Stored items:

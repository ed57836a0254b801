//! Sift Common - routing, guardrail and answering pipelines for Sift
//!
//! A question is classified by the [`router`], then answered either by the
//! structured-query pipeline (generate SQL, guard it, execute it, narrate it)
//! or by the retrieval pipeline (answer from ranked passages only).
//! Collaborators (language model, database, retriever) are injected through
//! the traits in [`llm_client`], [`database`] and [`knowledge`].

pub mod config;
pub mod database;
pub mod dispatch;
pub mod error;
pub mod guardrail;
pub mod knowledge;
pub mod llm_client;
pub mod prompts;
pub mod rag_pipeline;
pub mod router;
pub mod sql_pipeline;

pub use config::SiftConfig;
pub use dispatch::{Answer, Collaborators, DispatchController, REFUSAL_TEXT};
pub use error::{DataAccessError, SiftError};
pub use guardrail::{is_safe, GuardrailVerdict};
pub use llm_client::{LlmError, PromptTemplate, PromptVars, TextCompletion};
pub use rag_pipeline::{RetrievalPipeline, NOT_AVAILABLE_SENTINEL};
pub use router::{resolve_intent, Intent, Router};
pub use sql_pipeline::{SqlOutcome, StructuredQueryPipeline, BLOCKED_SENTINEL};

**Task to complete:** Repeat only what runs from the line holding "pub mod rag_pipeline;" to the end of the data, keeping every line exactly as written, first and last included.

**Solved problem:**
pub mod rag_pipeline;
pub mod router;
pub mod sql_pipeline;

pub use config::SiftConfig;
pub use dispatch::{Answer, Collaborators, DispatchController, REFUSAL_TEXT};
pub use error::{DataAccessError, SiftError};
pub use guardrail::{is_safe, GuardrailVerdict};
pub use llm_client::{LlmError, PromptTemplate, PromptVars, TextCompletion};
pub use rag_pipeline::{RetrievalPipeline, NOT_AVAILABLE_SENTINEL};
pub use router::{resolve_intent, Intent, Router};
pub use sql_pipeline::{SqlOutcome, StructuredQueryPipeline, BLOCKED_SENTINEL};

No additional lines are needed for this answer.